Box plots of edgeR differential expression metrics for single-cell counts and Prop2Count inputs.
1176 neuron-neuron pairs were compared in edgeR, and differentially expressed genes were called as any gene with a p.adj value < 0.05, and a log2 effect size > 2. Metrics were generated by comparing differentially expressed genes with 160 differentially expressed ground truth genes. A) Box plots of TPR values for neuron-neuron edgeR comparisons. B) Box plots of FPR values for neuron-neuron edgeR comparisons. C) Box plots of FDR values for neuron-neuron edgeR comparisons. D) Box plots of MCC values for neuron-neuron edgeR comparisons. Red box plots represent single-cell counts edgeR comparisons, and teal box plots represent Prop2Count edgeR comparisons. All comparisons were made with a two-way permutation test (* = p < 0.05, ** = p < 0.01).

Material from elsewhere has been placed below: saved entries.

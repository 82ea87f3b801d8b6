//! Concurrent mutation through the single world lock.

mod common;

use std::collections::HashSet;
use std::sync::Arc;
use std::thread;

use starmud::world::{CharData, Entity};

/// Two threads adding 500 entities each end with exactly 1000 live entities and no
/// duplicated runtime ids.
#[test]
fn parallel_adds_are_all_kept() {
    let (_tmp, store) = common::empty_store();
    let store = Arc::new(store);

    let handles: Vec<_> = (0..2)
        .map(|t| {
            let store = Arc::clone(&store);
            thread::spawn(move || {
                for i in 0..500 {
                    let name = format!("drone {}-{}", t, i);
                    store.add_entity(Entity::Npc(CharData::new(1, &name).with_hp(3, 3)));
                }
            })
        })
        .collect();
    for h in handles {
        h.join().unwrap();
    }

    assert_eq!(store.entity_count(), 1000);
    let ids: HashSet<_> = store.entities().iter().map(|e| e.uid()).collect();
    assert_eq!(ids.len(), 1000);
}

/// Readers holding snapshots never observe a half-applied mutation.
#[test]
fn readers_and_writers_interleave() {
    let (_tmp, store) = common::empty_store();
    let store = Arc::new(store);
    let id = store.add_entity(Entity::Npc(CharData::new(1, "a probe droid").with_hp(50, 100)));

    let writer = {
        let store = Arc::clone(&store);
        thread::spawn(move || {
            for _ in 0..200 {
                store.with_entity_mut(id, |e| e.heal_one());
            }
        })
    };
    let reader = {
        let store = Arc::clone(&store);
        thread::spawn(move || {
            for _ in 0..200 {
                let hp = store.get_entity(id).unwrap().current_hp();
                assert!((50..=100).contains(&hp));
            }
        })
    };
    writer.join().unwrap();
    reader.join().unwrap();
    assert_eq!(store.get_entity(id).unwrap().current_hp(), 100);
}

A) Comparison between ‘ground truth’ fluorescent reporters and RNAseq gene expression for all datasets, shown for a set of homeobox genes (34). Fluorescent reporter expression is binarized and is shown as small central squares, with black = expressed and white = not expressed. RNA transcripts shown as natural log transformed TPM counts, color-mapped according to the scale. B) Comparison between ‘ground truth’ fluorescent reporters and RNAseq gene expression for the Integrated dataset, shown for a set of genes encoding neurotransmitter machinery (35). Fluorescent reporter expression is binarized and is shown as small central squares, with black = expressed and white = not expressed. RNA transcripts shown as natural log transformed TPM counts, color-mapped according to the scale. C) Bar plots of significant terms in GO and Tissue enrichment analyses for genes detected only in the single-cell and integrated datasets in ADL and VB neuron types. D) scatterplot of newly detected genes in the Integrated dataset that were previously undetected in all tissues using the single cell reference. Y-axis is the number of genes detected, X-axis is the number of cells in the single cell reference. Red line indicates the line of best fit (log model), and blue lines indicate 95% confidence intervals of the model. E) Boxplot of the number neurons that each ground truth non-neuronal gene was called expressed in at the 14% or 8.4% FDR threshold. Integrated data is filled red, single cell data is filled teal. Notches indicate 95% confidence intervals. Dots represent outliers.

A) Log-scaled expression distribution of protein coding genes (blue) and non-coding genes (pink). B) Density plot showing the distribution of gene level correlation to contaminant estimates (purple); values plotted are the highest correlation per gene. Genes plotted were called expressed in at least one cell type. Blue and black dashed lines represent a gaussian mixture model, used to threshold against contaminant genes. All noncoding genes with a maximum correlation above 0.22 (vertical red line) were removed from analysis. C) Histogram of ncRNA genes binned by number of neuron types in which they are expressed; genes to the right of the red line are expressed in >90% of neuron types in this study. D) Barplot of the number of noncoding RNAs detected in each neuron type, colored by noncoding RNA class.